Additionally, some advantages for use of independent contractors are: (1) overtime compensation is not owed to an independent contractor; (2) employee benefits do not have to be provided, nor do employment taxes have to be paid or witheld; (3) the work relationship is governed by contract and not by laws governing compensation; and (4) skills training is not usually necessary.

However, some disadvantages to use of independent contrators include: (1) companies often regret situations where non-employees develop expertise about the company business, only to have the workers move on to a new customer when the contract

expires; (2) misclassification of employees as independent contractors can result in severe legal penalties and/or legal liability; (3) independent contractors often charge a premium for their services; and (4) lack of contractor knowledge about the company’s specific needs.1

Characterization by the Courts of Independent vs Dependent Contractors

Owner-operators who work under a contract where there is a high degree of control by the other party, such as a carrier company, are often found by courts to be dependant contractors.

The Ontario Court of Appeal recognized as far back as 1936 in Carter v Bell & Sons, [1936] OR 290, that there is an intermediate status between employee and independent contractor that should be given legal recognition. This “intermediate status” would eventually be coined as “dependent contractor.”

Initially, exclusivity in the sense of being able to work for other companies did not play as large of a role in the determination of dependency. In Mercury Tankline Lease Operators’ Assn. Inc v Mercury Tanklines Ltd., 1984 CarswellNat 732, the Canada Labour Relations Board (“CLRB”) heard an application for union

*Partner Fernandes Hearn LLP (Toronto, Canada)†Associate Fernandes Hearn LLP (Toronto, Canada)

TTL July 2016, Vol. 18, No. 1 67

certification on behalf of certain owner-operators and drivers who worked for the defendant. The CLRB stated that with respect to the owner-operators, it had “no difficulty finding that they are employees within the Code.” The CLRB did not elaborate on how it came to this conclusion but did note that the majority of the owner-operators were “leased” to the defendant and were incorporated companies.

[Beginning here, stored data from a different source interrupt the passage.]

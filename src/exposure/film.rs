//! Film characteristics and the built-in film-stock catalog.
//!
//! Reciprocity is modelled with the power law `Tc = c · Tm^p` where `Tm` is
//! the metered time, `c` the reciprocity constant and `p` the exponent. The
//! catalog values are fits of published manufacturer curves and are meant for
//! planning, not lab-grade accuracy.

use serde::Deserialize;

use crate::constants::RECIPROCITY_THRESHOLD_SECONDS;

/// Sensitivity and reciprocity behaviour of one film stock.
///
/// Read-only for the duration of a calculation.
#[derive(Debug, Clone, Copy, PartialEq, Deserialize)]
pub struct FilmCharacteristics {
    /// Box speed in ISO.
    pub iso_rating: f64,
    /// Multiplier `c` in `c · t^p`. At least 1.
    pub reciprocity_constant: f64,
    /// Exponent `p` in `c · t^p`. At least 1.
    pub reciprocity_exponent: f64,
    /// Development push (positive) or pull (negative), in stops.
    #[serde(default)]
    pub push_pull_stops: f64,
}

impl FilmCharacteristics {
    pub fn new(
        iso_rating: f64,
        reciprocity_constant: f64,
        reciprocity_exponent: f64,
        push_pull_stops: f64,
    ) -> Self {
        Self {
            iso_rating,
            reciprocity_constant,
            reciprocity_exponent,
            push_pull_stops,
        }
    }

    /// Rated ISO adjusted for push/pull processing.
    pub fn effective_iso(&self) -> f64 {
        self.iso_rating * self.push_pull_stops.exp2()
    }

    /// Reciprocity-corrected exposure time for a metered `time` in seconds.
    ///
    /// Times of one second or less are returned unchanged. Longer times are
    /// never shortened, whatever the constant/exponent combination.
    pub fn corrected_time(&self, time: f64) -> f64 {
        if time <= RECIPROCITY_THRESHOLD_SECONDS {
            return time;
        }

        let corrected = time.powf(self.reciprocity_exponent) * self.reciprocity_constant;
        time.max(corrected)
    }

    /// Same stock processed at a different push/pull.
    pub fn with_push_pull(self, stops: f64) -> Self {
        Self {
            push_pull_stops: stops,
            ..self
        }
    }
}

/// A named catalog entry.
#[derive(Debug, Clone, PartialEq)]
pub struct FilmStock {
    pub name: String,
    pub characteristics: FilmCharacteristics,
}

impl FilmStock {
    pub fn new(name: impl Into<String>, characteristics: FilmCharacteristics) -> Self {
        Self {
            name: name.into(),
            characteristics,
        }
    }
}

// (name, iso, constant, exponent)
const BUILTIN_STOCKS: &[(&str, f64, f64, f64)] = &[
    ("HP5 Plus", 400.0, 1.0, 1.31),
    ("FP4 Plus", 125.0, 1.0, 1.26),
    ("Delta 100", 100.0, 1.0, 1.26),
    ("Delta 400", 400.0, 1.0, 1.41),
    ("Pan F Plus", 50.0, 1.0, 1.33),
    ("Tri-X 400", 400.0, 1.0, 1.54),
    ("T-Max 100", 100.0, 1.0, 1.15),
    ("Portra 400", 400.0, 1.3, 1.3),
    ("Ektar 100", 100.0, 1.0, 1.25),
    ("Velvia 50", 50.0, 1.1, 1.2),
];

/// The built-in film stocks, in catalog order.
pub fn builtin_catalog() -> Vec<FilmStock> {
    BUILTIN_STOCKS
        .iter()
        .map(|&(name, iso, constant, exponent)| {
            FilmStock::new(name, FilmCharacteristics::new(iso, constant, exponent, 0.0))
        })
        .collect()
}

/// Find a stock by name, ignoring case and surrounding whitespace.
pub fn find_stock<'a>(catalog: &'a [FilmStock], name: &str) -> Option<&'a FilmStock> {
    let wanted = name.trim();
    catalog
        .iter()
        .find(|stock| stock.name.eq_ignore_ascii_case(wanted))
}
//! Coordinate to timezone lookup.
//!
//! "Local" time for the solar engine (midnight, noon, the calendar day used
//! for rise/set) is the civil time of the zone the coordinates fall in, not
//! the zone of the machine running the calculation.

use chrono_tz::Tz;
use once_cell::sync::Lazy;
use tzf_rs::DefaultFinder;

// Building the finder decodes the bundled boundary data, so do it once
static FINDER: Lazy<DefaultFinder> = Lazy::new(DefaultFinder::new);

/// IANA timezone containing the coordinates.
///
/// Falls back to UTC for open ocean or names chrono-tz does not know.
pub fn determine_timezone_from_coordinates(latitude: f64, longitude: f64) -> Tz {
    let name = FINDER.get_tz_name(longitude, latitude);
    name.parse::<Tz>().unwrap_or(Tz::UTC)
}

The CLRB took issue with those owner-operators who also leased vehicles and drivers to the defendant. The CLRB noted that at first glance, these owner-operators looked like employers because they paid their drivers and covered their unemployment insurance and workers compensation. However, the evidence showed that the drivers must at all times be suitable to carry out the defendant’s business and are subject to the defendant’s approval prior to performing any services. The CLRB found that the Drivers Manual also implied that someone other than the owner-operators was the real employer and held that they were little more than agents and supervisors for the defendant vis-à-vis the drivers. The application for union certification was allowed.

Notably, one of the CLRB Board Members dissented on the basis that although the factual situation above was accurate, there was evidence of non-exclusivity, which should have been taken into account. The Board Member noted that some of the tractors bore the logo of the defendant company while others did not, because they were used for the operations of other companies as well, even if the defendant was the chief user of the services of the tractors. However, this decision was not appealed.

A few years later, the CLRB started to put an emphasis on exclusivity and came to a different reasoning than in Mercury Tanklines. In Canada Post Corp v Association of Rural Route Mail

Couriers, 1987 CarswellNat 1030, the CLRB heard another application for union certification and was required to determine the nature of the employment relationship between the mail couriers in question and Canada Post. The CLRB held that the mail couriers were dependent contractors due to the high level of economic dependency that the mail couriers had on Canada Post. The CLRB noted that the mail carriers’ main source of income was Canada Post, but stated that income source alone was not always a determinative factor in the consideration of whether someone was economically dependant. The CLRB also considered that as a result of the nature and length of time it took to perform their courier work, it was virtually impossible to work for another company, thereby creating a situation of economic dependency. Furthermore, the CLRB found that their contract contained a provision, which indicated that outside employment was not permitted while the couriers worked for Canada Post. The high level of exclusivity combined with Canada Post being their main source of income created a situation of economic dependency and therefore, the CLRB characterized the couriers as dependent contractors.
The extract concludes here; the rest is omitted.